Eating all of your enemies is not a sustainable diet. Consuming all of the resources in a supply chain is not a sustainable solution.

The holistic approach to sustainable supply chains needs to concurrently address environmental, economic and social values in all communities. Arguably, we’ve been teaching economics for 100+ years; we’ve been learning about the environmental issues for 50+ years; and we’ve been increasing our awareness on social values for ~10 years.

Each of these strategic components of western business practices were traditionally seen as being independent of each other in the supply chain. Largely because unfettered profits were good of all businesses, ergo people; whereas environmental and social interests were the responsibility of governmental agencies. This model appeared to work until storm clouds appeared in the form of smog, acid rain, contaminated drinking water, extirpation of species and other forms of degradation – much of which was non-reversible. That was the problem with this linear model – we were eating our future!

Recycling was the illusion where we could continue to consume low cost products using plastics as the main ingredient in the product and in the waste packaging. Once we were done with the products we could dispose of them and they would be wonderfully recycled. About 75% of plastics are buried in landfill sites. Recycling was a feel-good failure based on good intentions but poor science.

The problem with consumption of resources is not the fault of plastic alone – it can be traced to the design phase. Goods were designed-for-disposal. The linear economy was based on infinite resources which could be harvested in a continuous manner. Wrong! Recycling led to an increased consumption of poorly designed goods aimed at the lowest cost to produce, to increase profits. Eco-fees are another feel-good tactic to support consumptive behaviours.

The emergence of the circular economy acknowledges resources are finite; goods are designed-for-environment; energy should come from renewable sources; waste is eliminated; use of indigenous materials and local labour contribute to social values. For supply chain professionals, there is a duty to explore more responsible options which consider the total cost of ownership. For example, offshoring production to a low-cost producer which reduces local employment may not be the best trade off. While offshoring, in this example drives profits for an owner, the community which loses the jobs bears the cost – referred to as a zero-sum model. There is an economic benefit with a social value offset. Environmental responsibilities may be transferred to a region which has lax regulations. Not sustainable.

The circular economy is a long-term view where at the end of a life cycle for a product, all of the materials can be repurposed into a new product. At the design stage, products are planned for their inevitable deconstruction and use biomimicry as a template. Metals are recaptured. Toxic materials and chemicals are contained. There is a new role for recycling in the sense that it becomes the means to recover supply chain materials for reuse in a continuous cycle. The circular economy is a strategy for conservation. Supply chains in the future will be viewed as supply loops.

When we think of traditional sourcing risks we have geo-political issues as one of them.

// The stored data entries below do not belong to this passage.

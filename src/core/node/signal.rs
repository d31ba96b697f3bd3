use crate::core::NodeValue;
use crate::core::error::{CallbackError, CallbackPhase, FeatureError};
use crate::core::node::{NodeCore, NodeOptions, NodeState, StepOutcome};

/// The hardware-facing half of a feature.
///
/// Implementations issue device commands from `main` and report their
/// acknowledgment from `response`. Only `main` is required.
pub trait SignalLogic: Send + 'static {
    /// Runs once each time the node is entered.
    fn init(&mut self) -> Result<(), FeatureError> {
        Ok(())
    }

    /// Performs one step.
    fn main(&mut self) -> Result<NodeValue, FeatureError>;

    /// Polls for confirmation of the last `main`.
    ///
    /// `Ok(None)` means the acknowledgment has not arrived yet; the node will
    /// be polled again on a later `advance(true)`.
    fn response(&mut self) -> Result<Option<NodeValue>, FeatureError> {
        Ok(Some(NodeValue::Null))
    }

    /// Reports whether every step of a multi-step node is done.
    fn end(&mut self) -> Result<bool, FeatureError> {
        Ok(true)
    }
}

/// A node of the signal tree.
pub struct SignalNode {
    pub core: NodeCore,
    logic: Box<dyn SignalLogic>,
}

impl std::fmt::Debug for SignalNode {
    fn fmt(&self, f: &mut std::fmt::Formatter<'_>) -> std::fmt::Result {
        f.debug_struct("SignalNode").field("core", &self.core).finish_non_exhaustive()
    }
}

impl SignalNode {
    pub fn new<L: SignalLogic>(name: impl Into<String>, options: NodeOptions, logic: L) -> Self {
        Self::from_boxed(name, options, Box::new(logic))
    }

    pub fn from_boxed(
        name: impl Into<String>,
        options: NodeOptions,
        logic: Box<dyn SignalLogic>,
    ) -> Self {
        Self {
            core: NodeCore::new(name, options),
            logic,
        }
    }

    pub fn name(&self) -> &str {
        &self.core.name
    }

    pub fn options(&self) -> NodeOptions {
        self.core.options
    }

    pub fn state(&self) -> NodeState {
        self.core.state
    }

    pub fn is_initialized(&self) -> bool {
        self.core.state.is_initialized()
    }

    pub fn awaiting_response(&self) -> bool {
        self.core.state == NodeState::AwaitingResponse
    }

    pub fn is_waiting(&self) -> bool {
        self.core.state.is_waiting()
    }

    /// Device and response nodes treat `wait_for_response` as a request to
    /// collect an acknowledgment, never as a request to issue a command.
    fn gated(&self) -> bool {
        self.core.options.device_related || self.core.options.needs_response
    }

    /// Moves the node forward by at most one callback step.
    pub fn advance(&mut self, wait_for_response: bool) -> Result<StepOutcome, CallbackError> {
        if let Some(cached) = self.core.cached() {
            return Ok(cached);
        }

        match self.core.state {
            NodeState::Idle | NodeState::Complete => {
                self.logic
                    .init()
                    .map_err(self.core.wrap(CallbackPhase::Init))?;
                self.core.state = NodeState::Running;
                if wait_for_response && self.gated() {
                    return Ok(StepOutcome::pending());
                }
                self.run_main()
            }
            NodeState::Running => {
                if wait_for_response && self.gated() {
                    return Ok(StepOutcome::pending());
                }
                self.run_main()
            }
            NodeState::Settling => {
                if wait_for_response {
                    self.core.state = NodeState::Running;
                }
                Ok(StepOutcome::pending())
            }
            NodeState::AwaitingResponse => {
                if !wait_for_response {
                    return Ok(StepOutcome::pending());
                }
                let response = self
                    .logic
                    .response()
                    .map_err(self.core.wrap(CallbackPhase::Response))?;
                match response {
                    Some(value) => self.finish_step(value, false),
                    None => Ok(StepOutcome::pending()),
                }
            }
        }
    }

    /// Resolves an outstanding response with `value` without polling the feature.
    ///
    /// Returns `None` when the node was not awaiting a response.
    pub fn force_response(&mut self, value: NodeValue) -> Option<StepOutcome> {
        if self.core.state != NodeState::AwaitingResponse {
            return None;
        }
        log::warn!("forcing response of signal node '{}'", self.core.name);
        Some(self.core.conclude(value, true, false))
    }

    fn run_main(&mut self) -> Result<StepOutcome, CallbackError> {
        let result = self
            .logic
            .main()
            .map_err(self.core.wrap(CallbackPhase::Main))?;
        if self.core.options.needs_response {
            self.core.state = NodeState::AwaitingResponse;
            return Ok(StepOutcome::pending());
        }
        let settle = self.core.options.device_related;
        self.finish_step(result, settle)
    }

    fn finish_step(&mut self, result: NodeValue, settle: bool) -> Result<StepOutcome, CallbackError> {
        let done = if self.core.options.is_multi_step() {
            self.logic.end().map_err(self.core.wrap(CallbackPhase::End))?
        } else {
            true
        };
        Ok(self.core.conclude(result, done, settle))
    }
}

Most of our precious and primary metals are not available in domestic markets and often need to be imported from unstable political regions or involve exploitive labour practices. 75% of our energy requirements are used in the mining of materials or harvesting of resources. We’ve already spent the energy once – now let’s be more responsible and repurpose the materials we have already processed once into new products which reduces the energy demands.

To collect and segregate goods for inclusion in new products it will create an increase in domestic/local employment. This recycling activity will largely be provided by low-skilled workers in key locations. Social enterprises will play a larger role in supply chain models. Municipal organizations will fund critical infrastructure requirements to support private sector investment. Albeit, there will be a limit to the volumes and types of materials available through these centres initially but long-term they will contribute a higher percentage of materials for feedstock. Reverse logistics networks will add to the efficiencies required to collect and redirect materials.

The use of smart labeling or smart tags will help to track materials through their life cycle. This enables producers to retain control of their original materials where they choose to do so. 3D production or additive manufacturing, using locally recovered materials, reduces the dependency on imported materials or goods, reduces the associated transportation and energy requirements. Concurrently, it will address social values and environmentally responsible solutions.

While disruptive technology advances such as robotics reduces the need for labour input, the circular economy may create more employment opportunities. Increasing labour content and variable costs seems, counter-intuitive, in the long-term this may provide a transition from consumption-based economics to conservation-based economics.

Short-term it still appears cheaper to continue to extract raw resources where there is no collection and distribution infrastructure in place to adopt circular economy practices. But we can’t keep cannibalizing our future – it is not sustainable and therefore not profitable. The circular economy allows for an increase in economic activity without a corresponding demand in energy and environmental stress.

Fast fashion companies are among the early adopters of circular economy practices. But commercial and industrial players are also engaged. They can see the economic benefits being realized and can address environmental problems and contribute to social capital. Leaders such as Unilever, Caterpillar and Zara are sharing ideas to create greater value.

The circular economy doesn’t mean perfect solutions but can lead to better solutions. Better solutions meaning more responsible business practices across supply chains and increased accountability for the global resources.